--- Data to use Enclosed Below ---

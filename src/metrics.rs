/*
 * Copyright 2026 Google LLC All Rights Reserved.
 *
 * Licensed under the Apache License, Version 2.0 (the "License");
 * you may not use this file except in compliance with the License.
 * You may obtain a copy of the License at
 *
 *     http://www.apache.org/licenses/LICENSE-2.0
 *
 * Unless required by applicable law or agreed to in writing, software
 * distributed under the License is distributed on an "AS IS" BASIS,
 * WITHOUT WARRANTIES OR CONDITIONS OF ANY KIND, either express or implied.
 * See the License for the specific language governing permissions and
 * limitations under the License.
 */

use once_cell::sync::Lazy;
use prometheus::{
    core::Collector, Histogram, HistogramOpts, HistogramVec, IntCounter, IntCounterVec, Opts,
    Registry,
};

const SUBSYSTEM: &str = "gameserversets";
pub(crate) const FLEET_NAME_LABEL: &str = "fleet_name";
pub(crate) const RESULT_LABEL: &str = "result";

/// Returns the process-wide metrics [`Registry`].
pub fn registry() -> &'static Registry {
    static REGISTRY: Lazy<Registry> =
        Lazy::new(|| Registry::new_custom(Some("agon".into()), None).unwrap());

    &REGISTRY
}

/// Registers the collector with the process registry, returning it for
/// storage in a static.
pub fn register<T: Collector + Clone + 'static>(collector: T) -> T {
    registry().register(Box::new(collector.clone())).unwrap();
    collector
}

pub fn opts(name: &str, subsystem: &str, description: &str) -> Opts {
    Opts::new(name, description).subsystem(subsystem)
}

pub fn histogram_opts(
    name: &str,
    subsystem: &str,
    description: &str,
    buckets: Vec<f64>,
) -> HistogramOpts {
    HistogramOpts {
        common_opts: opts(name, subsystem, description),
        buckets,
    }
}

pub(crate) fn enqueues_total(fleet_name: &str) -> IntCounter {
    static ENQUEUES_TOTAL: Lazy<IntCounterVec> = Lazy::new(|| {
        register(
            IntCounterVec::new(
                opts(
                    "controller_enqueues_total",
                    SUBSYSTEM,
                    "number of controller enqueues per fleet",
                ),
                &[FLEET_NAME_LABEL],
            )
            .unwrap(),
        )
    });

    ENQUEUES_TOTAL.with_label_values(&[fleet_name])
}

pub(crate) fn dequeues_total(fleet_name: &str) -> IntCounter {
    static DEQUEUES_TOTAL: Lazy<IntCounterVec> = Lazy::new(|| {
        register(
            IntCounterVec::new(
                opts(
                    "controller_dequeues_total",
                    SUBSYSTEM,
                    "number of controller dequeues per fleet",
                ),
                &[FLEET_NAME_LABEL],
            )
            .unwrap(),
        )
    });

    DEQUEUES_TOTAL.with_label_values(&[fleet_name])
}

pub(crate) fn sync_duration_millis(result: &str) -> Histogram {
    static SYNC_DURATION_MILLIS: Lazy<HistogramVec> = Lazy::new(|| {
        let mut buckets = vec![0.0, 1.0, 5.0, 10.0, 50.0];
        buckets.extend((1..=10).map(|n| f64::from(n) * 100.0));
        buckets.extend((2..=10).map(|n| f64::from(n) * 1000.0));

        register(
            HistogramVec::new(
                histogram_opts(
                    "sync_time_millis",
                    SUBSYSTEM,
                    "distribution of sync time in milliseconds",
                    buckets,
                ),
                &[RESULT_LABEL],
            )
            .unwrap(),
        )
    });

    SYNC_DURATION_MILLIS.with_label_values(&[result])
}

#[cfg(test)]
mod tests {
    use super::*;

    #[test]
    fn metrics_register_once() {
        enqueues_total("test").inc();
        enqueues_total("test").inc();
        dequeues_total("test").inc();
        sync_duration_millis("ok").observe(42.0);

        assert_eq!(enqueues_total("test").get(), 2);
        assert_eq!(dequeues_total("test").get(), 1);
        assert_eq!(sync_duration_millis("ok").get_sample_count(), 1);
    }
}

--- End of Enclosed Data to use ---

• Exercise requirements: Every line above must be reproduced exactly as it stands.

• Solved exercise:
filename src/metrics.rs
/*
 * Copyright 2026 Google LLC All Rights Reserved.
 *
 * Licensed under the Apache License, Version 2.0 (the "License");
 * you may not use this file except in compliance with the License.
 * You may obtain a copy of the License at
 *
 *     http://www.apache.org/licenses/LICENSE-2.0
 *
 * Unless required by applicable law or agreed to in writing, software
 * distributed under the License is distributed on an "AS IS" BASIS,
 * WITHOUT WARRANTIES OR CONDITIONS OF ANY KIND, either express or implied.
 * See the License for the specific language governing permissions and
 * limitations under the License.
 */

use once_cell::sync::Lazy;
use prometheus::{
    core::Collector, Histogram, HistogramOpts, HistogramVec, IntCounter, IntCounterVec, Opts,
    Registry,
};

const SUBSYSTEM: &str = "gameserversets";
pub(crate) const FLEET_NAME_LABEL: &str = "fleet_name";
pub(crate) const RESULT_LABEL: &str = "result";

/// Returns the process-wide metrics [`Registry`].
pub fn registry() -> &'static Registry {
    static REGISTRY: Lazy<Registry> =
        Lazy::new(|| Registry::new_custom(Some("agon".into()), None).unwrap());

    &REGISTRY
}

/// Registers the collector with the process registry, returning it for
/// storage in a static.
pub fn register<T: Collector + Clone + 'static>(collector: T) -> T {
    registry().register(Box::new(collector.clone())).unwrap();
    collector
}

pub fn opts(name: &str, subsystem: &str, description: &str) -> Opts {
    Opts::new(name, description).subsystem(subsystem)
}

pub fn histogram_opts(
    name: &str,
    subsystem: &str,
    description: &str,
    buckets: Vec<f64>,
) -> HistogramOpts {
    HistogramOpts {
        common_opts: opts(name, subsystem, description),
        buckets,
    }
}

pub(crate) fn enqueues_total(fleet_name: &str) -> IntCounter {
    static ENQUEUES_TOTAL: Lazy<IntCounterVec> = Lazy::new(|| {
        register(
            IntCounterVec::new(
                opts(
                    "controller_enqueues_total",
                    SUBSYSTEM,
                    "number of controller enqueues per fleet",
                ),
                &[FLEET_NAME_LABEL],
            )
            .unwrap(),
        )
    });

    ENQUEUES_TOTAL.with_label_values(&[fleet_name])
}

pub(crate) fn dequeues_total(fleet_name: &str) -> IntCounter {
    static DEQUEUES_TOTAL: Lazy<IntCounterVec> = Lazy::new(|| {
        register(
            IntCounterVec::new(
                opts(
                    "controller_dequeues_total",
                    SUBSYSTEM,
                    "number of controller dequeues per fleet",
                ),
                &[FLEET_NAME_LABEL],
            )
            .unwrap(),
        )
    });

    DEQUEUES_TOTAL.with_label_values(&[fleet_name])
}

pub(crate) fn sync_duration_millis(result: &str) -> Histogram {
    static SYNC_DURATION_MILLIS: Lazy<HistogramVec> = Lazy::new(|| {
        let mut buckets = vec![0.0, 1.0, 5.0, 10.0, 50.0];
        buckets.extend((1..=10).map(|n| f64::from(n) * 100.0));
        buckets.extend((2..=10).map(|n| f64::from(n) * 1000.0));

        register(
            HistogramVec::new(
                histogram_opts(
                    "sync_time_millis",
                    SUBSYSTEM,
                    "distribution of sync time in milliseconds",
                    buckets,
                ),
                &[RESULT_LABEL],
            )
            .unwrap(),
        )
    });

    SYNC_DURATION_MILLIS.with_label_values(&[result])
}

#[cfg(test)]
mod tests {
    use super::*;

    #[test]
    fn metrics_register_once() {
        enqueues_total("test").inc();
        enqueues_total("test").inc();
        dequeues_total("test").inc();
        sync_duration_millis("ok").observe(42.0);

        assert_eq!(enqueues_total("test").get(), 2);
        assert_eq!(dequeues_total("test").get(), 1);
        assert_eq!(sync_duration_millis("ok").get_sample_count(), 1);
    }
}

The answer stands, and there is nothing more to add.